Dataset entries
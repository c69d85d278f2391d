//! Page-to-host result capture
//!
//! A [`CaptureBinding`] exposes one named function on a page (`Runtime.addBinding`). Every invocation of any binding
//! on that page arrives as a `Runtime.bindingCalled` event; a forwarder task keeps the ones carrying our name and
//! hands the first payload to a single-slot channel. The session awaits that channel after navigation.

use chromiumoxide::Page;
use chromiumoxide::cdp::js_protocol::runtime::{AddBindingParams, EventBindingCalled};
use chromiumoxide::error::CdpError;
use futures::{Stream, StreamExt};
use tokio::sync::mpsc;
use tokio::task::JoinHandle;

pub struct CaptureBinding {
    rx: mpsc::Receiver<String>,
    forwarder: JoinHandle<()>,
}

impl CaptureBinding {
    /// Subscribe to binding calls on `page`, then expose `name` to it.
    ///
    /// Must run before navigation so the page can never call a binding the host is not yet listening to.
    pub async fn register(page: &Page, name: &str) -> Result<Self, CdpError> {
        let calls = page.event_listener::<EventBindingCalled>().await?;
        page.execute(AddBindingParams::new(name)).await?;
        let calls = calls.map(|event| (event.name.clone(), event.payload.clone()));
        Ok(Self::forward(name, calls))
    }

    /// Start forwarding `(binding name, payload)` calls that match `name`.
    pub fn forward<S>(name: &str, calls: S) -> Self
    where
        S: Stream<Item = (String, String)> + Send + Unpin + 'static,
    {
        let (tx, rx) = mpsc::channel(1);
        let forwarder = tokio::spawn(forward_calls(name.to_string(), calls, tx));
        Self { rx, forwarder }
    }

    /// Wait for the page's payload. `None` means the page went away without calling the binding.
    pub async fn recv(&mut self) -> Option<String> {
        self.rx.recv().await
    }
}

impl Drop for CaptureBinding {
    fn drop(&mut self) {
        self.forwarder.abort();
    }
}

async fn forward_calls<S>(name: String, mut calls: S, tx: mpsc::Sender<String>)
where
    S: Stream<Item = (String, String)> + Unpin,
{
    let mut delivered = false;
    while let Some((called, payload)) = calls.next().await {
        if called != name {
            tracing::trace!(binding = %called, "ignoring call to another binding");
            continue;
        }
        if delivered {
            tracing::warn!(binding = %name, "binding called more than once, dropping payload");
            continue;
        }
        if tx.send(payload).await.is_err() {
            return;
        }
        delivered = true;
    }
}
//! Layering guardrails to keep `qutest_core` free of runtime stacks.
//!
//! `qutest_core` holds the payload model and pure helpers shared by the orchestrator and its tests. It must stay
//! usable without a browser, an HTTP server or an async runtime. This test scans its `Cargo.toml` and fails if any
//! of those stacks appears in `[dependencies]`.

const FORBIDDEN: &[&str] = &["chromiumoxide", "axum", "tokio", "futures", "tower"];

#[test]
fn core_does_not_depend_on_runtime_stacks() {
    let manifest = include_str!("../crates/qutest_core/Cargo.toml");
    let mut in_dependencies = false;

    for raw_line in manifest.lines() {
        let line = raw_line.trim();
        // Track when we enter/exit the `[dependencies]` table.
        if line.starts_with('[') {
            in_dependencies = line == "[dependencies]";
            continue;
        }

        if !in_dependencies || line.is_empty() || line.starts_with('#') {
            continue;
        }

        // Strip inline comments for robustness.
        let line_no_comment = line.split('#').next().unwrap_or("").trim();
        let name = line_no_comment.split(['=', ' ', '.']).next().unwrap_or("");
        assert!(
            !FORBIDDEN.contains(&name),
            "`{name}` must not appear in qutest_core's [dependencies]; keep runtime code in the qutest crate"
        );
    }
}

#[test]
fn core_is_a_workspace_member() {
    let manifest = include_str!("../Cargo.toml");
    assert!(manifest.contains("\"crates/qutest_core\""));
}
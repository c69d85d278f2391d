//! Path helpers for discovery results and report output.
//!
//! Discovered paths are root-relative and always use `/` separators, so everything here works on plain strings.

/// Flatten a list of lists, preserving order.
///
/// ## Parameters
/// - `parts`: per-source result lists (for example, one list per include pattern).
///
/// ## Returns
/// - (`Vec<T>`): all elements, first list first.
pub fn merge<T>(parts: Vec<Vec<T>>) -> Vec<T> {
    let total = parts.iter().map(Vec::len).sum();
    let mut merged = Vec::with_capacity(total);
    for part in parts {
        merged.extend(part);
    }
    merged
}

/// Longest common byte prefix of all paths.
///
/// ## Returns
/// - (`&str`): a prefix of the lexicographically smallest path; empty when `paths` is empty.
///
/// ## Notes
/// - After sorting, the common prefix of the whole set equals the common prefix of the first and last element.
/// - The result may end in the middle of a path component; see [`display_prefix`].
pub fn longest_common_prefix<S: AsRef<str>>(paths: &[S]) -> &str {
    let Some(first) = paths.iter().map(AsRef::as_ref).min() else {
        return "";
    };
    let last = paths.iter().map(AsRef::as_ref).max().unwrap_or(first);

    let len = first
        .bytes()
        .zip(last.bytes())
        .take_while(|(a, b)| a == b)
        .count();
    let mut end = len;
    while !first.is_char_boundary(end) {
        end -= 1;
    }
    &first[..end]
}

/// The prefix stripped from every path in report lines.
///
/// This is the longest common prefix trimmed back to the nearest enclosing directory, including its trailing `/`.
/// A single discovered file therefore displays as its file name.
pub fn display_prefix<S: AsRef<str>>(paths: &[S]) -> String {
    let common = longest_common_prefix(paths);
    match common.rfind('/') {
        Some(idx) => common[..=idx].to_string(),
        None => String::new(),
    }
}

/// Remove the display prefix from a path, leaving it unchanged when it does not start with the prefix.
pub fn strip_display_prefix<'a>(path: &'a str, prefix: &str) -> &'a str {
    path.strip_prefix(prefix).unwrap_or(path)
}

# Task requirements
For each line in the data that holds the word "delivered", copy the line.

# Task output
    let mut delivered = false;
        if delivered {
        delivered = true;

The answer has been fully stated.